Can an inclusive school-based music program enhance social inclusion and self-esteem of adolescents on the autism spectrum?
Co-Authors:Servant, Dahary, Ghoul, Labrèche, & Quintin
Virtual or In-person:Virtual
Background: Group music-making is a cooperative structured activity that provides a unique opportunity for social inclusion and support where people with and without disability work as a team to reach a common goal (i.e., music-making). Music programs are also associated with gains in self-esteem of adolescents and young adults on the Autism Spectrum (AS).
Objectives: This study aimed to investigate the impact of an inclusive (vs. non-inclusive) music program on indices of social inclusion, i.e., peer acceptance and social support, and on self-esteem.
Methods: This high school-based music-making study involved 49 adolescents (23 autistic, 26 non-autistic) divided into AS, non-AS, and two inclusive groups. Over 16 weeks, they co-created music and learned djembe and percussion. Pre- and post-program assessments included the Social Support Appraisals Scale and Rosenberg Self-Esteem Scale for all, and the Shared Activities Questionnaire for non-AS students, measuring peer acceptance.
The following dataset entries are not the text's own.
//! Request/response command channel.
//!
//! Every command is a single HTTP request with no automatic retry. The
//! response body is decoded whatever the HTTP status, because the server
//! reports failures as `{status: "error", message}` with a 4xx/5xx code.
//!
//! Outcome rules:
//! - success: the relevant slice is updated, then a success notification
//!   is shown using the server's message.
//! - error or transport failure: no slice is touched and an error
//!   notification is shown.
//!
//! Commands never consult the inbound channel, so they work while it is
//! reconnecting.

use citypulse_types::{
    AnalyticsSummary, Command, CommandAction, CommandResponse, CommandStatus, IncidentReport,
    NotificationKind, RoutePlan, RoutePlanRequest, SettingsUpdate, SimulationSettings,
    StartSimulation, TrafficLightControl, VehicleAdd,
};

use crate::config::{CommandConfig, ServerConfig};
use crate::error::{CommandError, SyncError};
use crate::notification::NotificationCenter;
use crate::store::StateStore;

/// Issues commands and applies their confirmed effects.
#[derive(Debug, Clone)]
pub struct CommandGateway {
    client: reqwest::Client,
    api_url: String,
    route_url: String,
    store: StateStore,
    notifications: NotificationCenter,
}

impl CommandGateway {
    /// Build a gateway writing to `store` and `notifications`.
    ///
    /// # Errors
    ///
    /// Returns [`SyncError::HttpClient`] if the HTTP client cannot be
    /// constructed (for example, no TLS backend).
    pub fn new(
        server: &ServerConfig,
        commands: &CommandConfig,
        store: StateStore,
        notifications: NotificationCenter,
    ) -> Result<Self, SyncError> {
        let client = reqwest::Client::builder()
            .timeout(commands.request_timeout())
            .build()
            .map_err(SyncError::HttpClient)?;
        Ok(Self {
            client,
            api_url: server.api_url.trim_end_matches('/').to_owned(),
            route_url: server.route_base().trim_end_matches('/').to_owned(),
            store,
            notifications,
        })
    }

    /// Send one command and apply its outcome.
    ///
    /// On success the response is returned after the store is updated and
    /// a success notification is shown. On failure the store is unchanged,
    /// an error notification is shown, and the error is returned.
    pub async fn send(&self, command: &Command) -> Result<CommandResponse, CommandError> {
        let action = command.action();
        tracing::debug!(%action, "sending command");

        match self.execute(command).await {
            Ok(response) => {
                self.apply_success(command, &response);
                let message = success_message(action, &response);
                tracing::info!(%action, message = %message, "command succeeded");
                self.notifications.show(message, NotificationKind::Success);
                Ok(response)
            }
            Err(err) => {
                tracing::warn!(%action, error = %err, "command failed");
                self.notifications.show(err.user_message(), NotificationKind::Error);
                Err(err)
            }
        }
    }

    /// Start the simulation. Sets the running flag and the settings mirror.
    pub async fn start_simulation(
        &self,
        params: StartSimulation,
    ) -> Result<CommandResponse, CommandError> {
        self.send(&Command::StartSimulation(params)).await
    }

    /// Stop the simulation. Clears the running flag.
    pub async fn stop_simulation(&self) -> Result<CommandResponse, CommandError> {
        self.send(&Command::StopSimulation).await
    }

    /// Report an incident. The incident itself arrives on the inbound
    /// channel.
    pub async fn report_incident(
        &self,
        report: IncidentReport,
    ) -> Result<CommandResponse, CommandError> {
        self.send(&Command::ReportIncident(report)).await
    }

    /// Change simulation settings. Confirmed fields are merged into the
    /// settings mirror.
    pub async fn update_settings(
        &self,
        update: SettingsUpdate,
    ) -> Result<CommandResponse, CommandError> {
        self.send(&Command::UpdateSettings(update)).await
    }

    /// Force a traffic light phase and record it as manually controlled.
    pub async fn control_traffic_light(
        &self,
        control: TrafficLightControl,
    ) -> Result<CommandResponse, CommandError> {
        self.send(&Command::ControlTrafficLight(control)).await
    }

    /// Add a vehicle. The assigned id is in the response's `vehicle_id`
    /// field; the vehicle itself arrives on the inbound channel.
    pub async fn add_vehicle(&self, vehicle: VehicleAdd) -> Result<CommandResponse, CommandError> {
        self.send(&Command::AddVehicle(vehicle)).await
    }

    /// Plan a route. The plan goes back to the caller and is not stored.
    pub async fn plan_route(&self, request: RoutePlanRequest) -> Result<RoutePlan, CommandError> {
        let response = self.send(&Command::PlanRoute(request)).await?;
        decode_route(&response)
    }

    /// Fetch the analytics summary and replace the analytics slice.
    pub async fn refresh_analytics(&self) -> Result<AnalyticsSummary, CommandError> {
        let response = self.send(&Command::RefreshAnalytics).await?;
        Ok(response.data)
    }

    fn url_for(&self, action: CommandAction) -> String {
        let base = if action == CommandAction::PlanRoute {
            &self.route_url
        } else {
            &self.api_url
        };
        format!("{base}{}", action.path())
    }

    async fn execute(&self, command: &Command) -> Result<CommandResponse, CommandError> {
        let action = command.action();
        let body = command
            .body()
            .map_err(|source| CommandError::Encode { action, source })?;
        let url = self.url_for(action);

        let request = if action.is_read() {
            self.client.get(&url)
        } else {
            let request = self.client.post(&url);
            match &body {
                Some(body) => request.json(body),
                None => request,
            }
        };

        let response = request
            .send()
            .await
            .map_err(|source| CommandError::Transport { action, source })?;
        let http_status = response.status();
        let body: serde_json::Value =
            response
                .json()
                .await
                .map_err(|e| CommandError::InvalidResponse {
                    action,
                    reason: format!("HTTP {http_status}: {e}"),
                })?;

        let response = decode_response(action, body)?;
        if !response.is_success() {
            return Err(CommandError::Rejected { action, response });
        }
        if action == CommandAction::PlanRoute {
            decode_route(&response)?;
        }
        Ok(response)
    }

    fn apply_success(&self, command: &Command, response: &CommandResponse) {
        match command {
            Command::StartSimulation(params) => {
                self.store.running().replace(true);
                self.store
                    .settings()
                    .replace(SimulationSettings::from_start(params));
            }
            Command::StopSimulation => self.store.running().replace(false),
            Command::UpdateSettings(update) => {
                if !update.is_empty() {
                    self.store.settings().modify(|settings| settings.merge(update));
                }
            }
            Command::ControlTrafficLight(control) => {
                self.store.manual_lights().modify(|lights| {
                    lights.insert(control.node_id.to_string(), control.state);
                });
            }
            Command::RefreshAnalytics => self.store.analytics().replace(response.data.clone()),
            Command::ReportIncident(_) | Command::AddVehicle(_) | Command::PlanRoute(_) => {}
        }
    }
}

/// Interpret a response body for `action`.
///
/// The analytics endpoint answers with the bare summary on success, so any
/// object without `status: "error"` is wrapped as a success.
fn decode_response(
    action: CommandAction,
    body: serde_json::Value,
) -> Result<CommandResponse, CommandError> {
    let invalid = |e: serde_json::Error| CommandError::InvalidResponse {
        action,
        reason: e.to_string(),
    };

    let reports_error = body.get("status").and_then(serde_json::Value::as_str) == Some("error");
    if action == CommandAction::RefreshAnalytics && !reports_error {
        let data: AnalyticsSummary = serde_json::from_value(body).map_err(invalid)?;
        return Ok(CommandResponse {
            status: CommandStatus::Success,
            message: String::new(),
            data,
        });
    }

    serde_json::from_value(body).map_err(invalid)
}

fn decode_route(response: &CommandResponse) -> Result<RoutePlan, CommandError> {
    response
        .field::<RoutePlan>("route")
        .ok_or_else(|| CommandError::InvalidResponse {
            action: CommandAction::PlanRoute,
            reason: "response has no decodable route".to_owned(),
        })
}

fn success_message(action: CommandAction, response: &CommandResponse) -> String {
    if !response.message.trim().is_empty() {
        return response.message.clone();
    }
    let fallback = match action {
        CommandAction::StartSimulation => "Simulation started",
        CommandAction::StopSimulation => "Simulation stopped",
        CommandAction::ReportIncident => "Incident reported",
        CommandAction::UpdateSettings => "Simulation settings updated",
        CommandAction::ControlTrafficLight => "Traffic light updated",
        CommandAction::AddVehicle => "Vehicle added",
        CommandAction::PlanRoute => "Route planned successfully",
        CommandAction::RefreshAnalytics => "Analytics refreshed",
    };
    fallback.to_owned()
}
Results: A repeated measures mixed ANOVA revealed a significant interaction effect between self-esteem scores and condition, such that scores of students on the AS were statistically significantly higher at post-intervention compared to pre-intervention for the non-inclusive group (M = 2.71, SE = 0.60, p < .001) as well as for the inclusive group (M = 5.00, SE = .42, p < .001) with the change more pronounced in the inclusive group.
Conclusions: This research supports the development of a novel line of inclusive interventions that may have beneficial effects for AS and beyond and set the stage for the implementation of music programs in family, educational, community, and mental health settings.